How To Drive In Heavy Fog Conditions

Last Updated: 10/04/2021

As we’ve explained in other guides on this website, weather conditions are among the most hazardous outside influences or environmental factors that you can be affected by while driving.

Once such condition is fog and mist, though sadly many drivers totally underestimate how dangerous and problematic it can be.

In short, fog can be a killer!

It can descend quickly and reduce visibility to a terrifying few metres.

Even on the roads you know best, fog can be a great equaliser and take away any familiarity or safety cushion you thought you had.

Hazards or obstacles can be just yards away from you.

Driving in fog is about minimising the risk to yourself, to pedestrians and to other road users.

It is crucial therefore that you can see other vehicles and they can see you.
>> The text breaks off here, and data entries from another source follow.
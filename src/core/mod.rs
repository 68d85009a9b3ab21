//! Feed core - pagination, resource window, playback gate, events, workers
//!
//! These modules are independent of any UI toolkit. Everything here is
//! driven from one owning thread; background work comes back via `poll()`.

pub mod controller;
pub mod epoch;
pub mod event_bus;
pub mod feed_events;
pub mod pagination;
pub mod playback_gate;
pub mod resource_window;
pub mod workers;

#[cfg(test)]
pub mod test_support;

// Re-exports for convenience
pub use controller::FeedController;
pub use epoch::Epoch;
pub use event_bus::{EventBus, EventEmitter};
pub use feed_events::{
    CurrentIndexChangedEvent, HandleStatus, HandleStatusEvent, PaginationChangedEvent,
    WarmStartEvent,
};
pub use pagination::{PaginationEngine, PaginationState};
pub use playback_gate::{GateDecision, PlaybackGate};
pub use resource_window::{ResourceWindow, WindowStats};
pub use workers::{InlinePool, Workers};
use clap::Parser;
use std::path::PathBuf;

// Build version with target info
const VERSION_INFO: &str = const_format::concatcp!(
    env!("CARGO_PKG_VERSION"), "\n",
    "Target: ", std::env::consts::ARCH, "-", std::env::consts::OS
);

/// Short-video feed simulator: scrolls a feed and reports resource usage
#[derive(Parser, Debug)]
#[command(author, version = VERSION_INFO, about, long_about = None)]
pub struct Args {
    /// Number of items in the synthetic feed (ignored with --feed)
    #[arg(short = 'n', long = "items", value_name = "N", default_value_t = 100)]
    pub items: usize,

    /// Items per page (overrides config)
    #[arg(short = 'p', long = "page-size", value_name = "N")]
    pub page_size: Option<u32>,

    /// Number of swipes to simulate
    #[arg(short = 's', long = "swipes", value_name = "N", default_value_t = 50)]
    pub swipes: usize,

    /// Fail every Nth media open (0 = never)
    #[arg(long = "fail-every", value_name = "N", default_value_t = 0)]
    pub fail_every: u64,

    /// Serve the feed from a JSON file instead of the synthetic source
    #[arg(short = 'f', long = "feed", value_name = "FILE")]
    pub feed: Option<PathBuf>,

    /// Config file (default: <config dir>/reelfeed.json)
    #[arg(long = "config", value_name = "FILE")]
    pub config: Option<PathBuf>,

    /// Custom configuration directory (overrides default platform paths)
    #[arg(short = 'c', long = "config-dir", value_name = "DIR")]
    pub config_dir: Option<PathBuf>,

    /// Enable debug logging to file (default: reelfeed.log)
    #[arg(short = 'l', long = "log", value_name = "LOG_FILE")]
    pub log_file: Option<Option<PathBuf>>,

    /// Increase logging verbosity (default: warn, -v: info, -vv: debug, -vvv+: trace)
    #[arg(short = 'v', long = "verbose", action = clap::ArgAction::Count)]
    pub verbosity: u8,
}
//! REELFEED - Infinite vertical short-video feed core
//!
//! Re-exports all modules for use by binary targets.

// Feed core (pagination, window, gate, events, workers)
pub mod core;

// App modules
pub mod cache_store;
pub mod cli;
pub mod config;
pub mod entities;
pub mod sim;

// Re-export commonly used types from core
pub use crate::core::event_bus::{downcast_event, BoxedEvent, EventBus, EventEmitter};
pub use crate::core::{FeedController, PaginationState, ResourceWindow, Workers};

// Re-export entities
pub use entities::{FeedItem, FeedSnapshot, WindowPolicy};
Fog lights need to be used at the right times to combat reduced visibility otherwise you could be a danger to yourself and other motorists.

Increased stopping distances are also going to be vitally important while the speed at which you’re driving should be significantly reduced.

What You Will Learn

Driving in the fog can be scary, especially for new and inexperienced drivers.
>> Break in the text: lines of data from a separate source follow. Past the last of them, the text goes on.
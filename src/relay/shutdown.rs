//! Shutdown procedure.
//!
//! Runs at most once per controller, guarded by the lifecycle phase. Send
//! and kill failures are logged and never abort the remaining steps.

use std::fmt;
use std::time::Duration;

use log::{debug, error, info};

use super::controller::{ControlEvent, ControllerActor};
use super::{LifecyclePhase, SessionMode};
use crate::protocol::{Event, Response};

const TARGET: &str = "debug_relay::relay";

/// What caused a shutdown attempt.
#[derive(Debug, Clone, Copy, PartialEq, Eq)]
pub enum ShutdownTrigger {
    /// Client sent `disconnect`.
    DisconnectRequest,
    /// Backend sent a `terminated` event.
    TerminatedEvent,
    /// Backend answered `disconnect`.
    DisconnectResponse,
    /// Backend socket reached end of stream.
    BackendEnded,
    /// Backend socket failed.
    BackendError,
    /// Backend could not be reached at all.
    BackendUnavailable,
    /// Client input reached end of stream.
    ClientClosed,
    /// Process termination was requested.
    Signal,
    /// A DAP stream could not be decoded.
    ProtocolError,
}

impl fmt::Display for ShutdownTrigger {
    fn fmt(&self, f: &mut fmt::Formatter<'_>) -> fmt::Result {
        let text = match self {
            ShutdownTrigger::DisconnectRequest => "disconnect request",
            ShutdownTrigger::TerminatedEvent => "terminated event",
            ShutdownTrigger::DisconnectResponse => "disconnect response",
            ShutdownTrigger::BackendEnded => "backend closed",
            ShutdownTrigger::BackendError => "backend error",
            ShutdownTrigger::BackendUnavailable => "backend unavailable",
            ShutdownTrigger::ClientClosed => "client closed",
            ShutdownTrigger::Signal => "termination signal",
            ShutdownTrigger::ProtocolError => "protocol error",
        };
        f.write_str(text)
    }
}

/// How a controller epoch ended.
#[derive(Debug, Clone, Copy, PartialEq, Eq)]
pub enum SessionOutcome {
    /// Session finished; everything is disposed.
    Terminated,
    /// Client asked for a restart; the owner must deactivate and rebuild.
    Restart,
    /// A DAP stream was corrupted.
    ProtocolError,
}

impl ControllerActor {
    /// Send `Shutdown(trigger)` to the actor after `delay`.
    pub(super) fn schedule_shutdown(&mut self, trigger: ShutdownTrigger, delay: Duration) {
        debug!(
            target: TARGET,
            "Scheduling shutdown in {:?} ({})",
            delay,
            trigger
        );
        let events = self.events.clone();
        self.track(tokio::spawn(async move {
            tokio::time::sleep(delay).await;
            let _ = events.send(ControlEvent::Shutdown(trigger));
        }));
    }

    pub(super) async fn shutdown(&mut self, trigger: ShutdownTrigger) {
        if trigger == ShutdownTrigger::Signal && self.session.restart_requested {
            debug!(target: TARGET, "Restart in progress, ignoring {}", trigger);
            return;
        }
        if self.session.has_shutdown() {
            debug!(
                target: TARGET,
                "Shutdown already performed, ignoring {}",
                trigger
            );
            return;
        }
        if !self.enter(LifecyclePhase::ShuttingDown) {
            return;
        }
        info!(target: TARGET, "Shutting down debug session ({})", trigger);

        if !self.session.terminated_event_sent && !self.session.restart_requested {
            info!(target: TARGET, "Sending Terminated Event");
            match self.send_to_client(Event::terminated().into()).await {
                Ok(()) => self.session.terminated_event_sent = true,
                Err(e) => error!(
                    target: TARGET,
                    "Failed to send terminated event: {} ({:?})",
                    e,
                    e
                ),
            }
        }

        if !self.session.disconnect_response_sent && self.session.restart_requested {
            if let Some(request) = self.session.pending_disconnect_request.clone() {
                info!(target: TARGET, "Sending Disconnect Response");
                match self
                    .send_to_client(Response::success_for(&request).into())
                    .await
                {
                    Ok(()) => self.session.disconnect_response_sent = true,
                    Err(e) => error!(
                        target: TARGET,
                        "Failed to send disconnect response: {} ({:?})",
                        e,
                        e
                    ),
                }
            }
        }

        if self.session.mode == SessionMode::Launch {
            if let Some(pid) = self.session.backend_process_id {
                tokio::time::sleep(self.delays.kill_grace).await;
                info!(target: TARGET, "Killing backend process tree {}", pid);
                if let Err(e) = self.terminator.kill_tree(pid).await {
                    debug!(target: TARGET, "Kill of process {} failed: {}", pid, e);
                }
            }
        }

        let outcome = if self.session.restart_requested {
            // The owner deactivates this controller before building the next
            SessionOutcome::Restart
        } else {
            self.handler.shutdown();
            tokio::time::sleep(self.delays.dispose_grace).await;
            self.dispose();
            self.enter(LifecyclePhase::Disposed);
            if trigger == ShutdownTrigger::ProtocolError {
                SessionOutcome::ProtocolError
            } else {
                SessionOutcome::Terminated
            }
        };

        info!(target: TARGET, "Debug session ended: {:?}", outcome);
        self.outcome.resolve(outcome);
    }
}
It can also panic or catch-out people who have been driving for years if they are not careful or perhaps have not driven in foggy conditions for some time, so it’s well worth taking the time to read this guide.

We’re going to try and give you all of the information and advice you need to make your next foggy drive a safer one.

  • Step-By-Step Guide
  • Video Demonstration
  • Hints & Tips
  • Useful Information
  • Final Thoughts
  • Further Resources

Step-By-Step Guide

Our step-by-step guide for driving in the fog is more of a checklist and list of hints and tips to ensure you’re giving yourself the best chance of driving safely as possible.

So, here is the guide to driving in fog:

  • It is highly advisable to check your lights before setting off. This obviously includes your fog lights. Depending on the make, model and age of your car, you may have fog lights at the front or back, and you may have multiple on the front.
  • Make sure you’re familiar with how to operate your front and rear fog lights before setting off, and don’t confuse these with your vehicle’s ‘full beam’ setting.
  • Before entering fog you should slow right down and check your mirrors.
  • Keep a good distance between your vehicle and the vehicle in front.
  • Keep your windscreen wipers going and make sure your windscreen is clear by using the demistifier.
  • If you see the word ‘FOG’ on signposts ahead but the road looks clear, don’t assume that the sign is wrong. Fog can come down in patches and take you by surprise. Reduce your speed and be vigilant.
  • If visibility is reduced to the length of a football field (Highway Code – Rule 226) then you must switch your lights on. You should know where your main switches are, particularly the fog light switch before you begin any journey.
  • Do not put your full beam on as the fog reflects the light back and your visibility will be reduced even further.
  • Do not be tempted to use the tail lights of the vehicle in front as a means of navigating your way through the fog.
  • Driving through fog safely is not just about using your eyes it is also important that you open your windows at junctions and crossroads and listen carefully.  If visibility is very limited, wind down your windows at junctions and crossroads to allow you to listen out for approaching traffic.
  • It is important to know that mist is very different to fog. In addition, sometimes conditions can change to what is known as freezing fog.
  • You can significantly compromise yourself and others in your vehicle or on the road if you do not use your fog lights when needed.
  • Insurance companies may refuse to pay out if you are involved in a road traffic accident and not using your fog lights.
  • As soon as fog appears you should switch on your fog lights and leave them on until the flog clears and the road returns to normal.  Do not keep switching your fog lights on and off as this may cause confusion for other drivers trying to navigate their way through the fog.
  • During the autumn/winter season when there is more chance of fog it is key to ensure your car is in the best running state to tackle the conditions before it, meaning it is highly advisable to check your lights are working before setting off.

Video Demonstration

Hints & Tips

It is a legal requirement that all cars must have rear fog lights fitted.

Front fog lights are not a legal requirement but it makes sense to use them if you are unable to see very far.

Top Tips For Driving In Foggy Conditions:

  • Use fog lights when you need to.
  • Keep a greater distance – allow three seconds between you and the car in front.
  • Beware of other drivers not using headlights.
  • Use dipped headlights, wipers and demisters.
  • Don’t rely on automatic lights – they may not come on in fog.
  • Don’t rely on ‘daytime running lights’ alone – they only light the front.
  • Drive as fast as conditions will allow and no more.
  • Relying on another car’s rear lights to assist you through the fog is dangerous.
  • Keep your speed down so that you give yourself plenty of time to stop if you need to.
  • If a vehicle is too close behind you increase your speed slowly to widen distance between you but don’t speed up to widen the distance as this can be dangerous.

Final Thoughts

If you have to drive in fog, then do so by excising a lot of care and taking your time.

Like driving in other weather conditions, such as heavy rain or ice, it’s about driving safely and getting to your destination in one piece.

If it takes longer, so be it, it’s a small price to pay.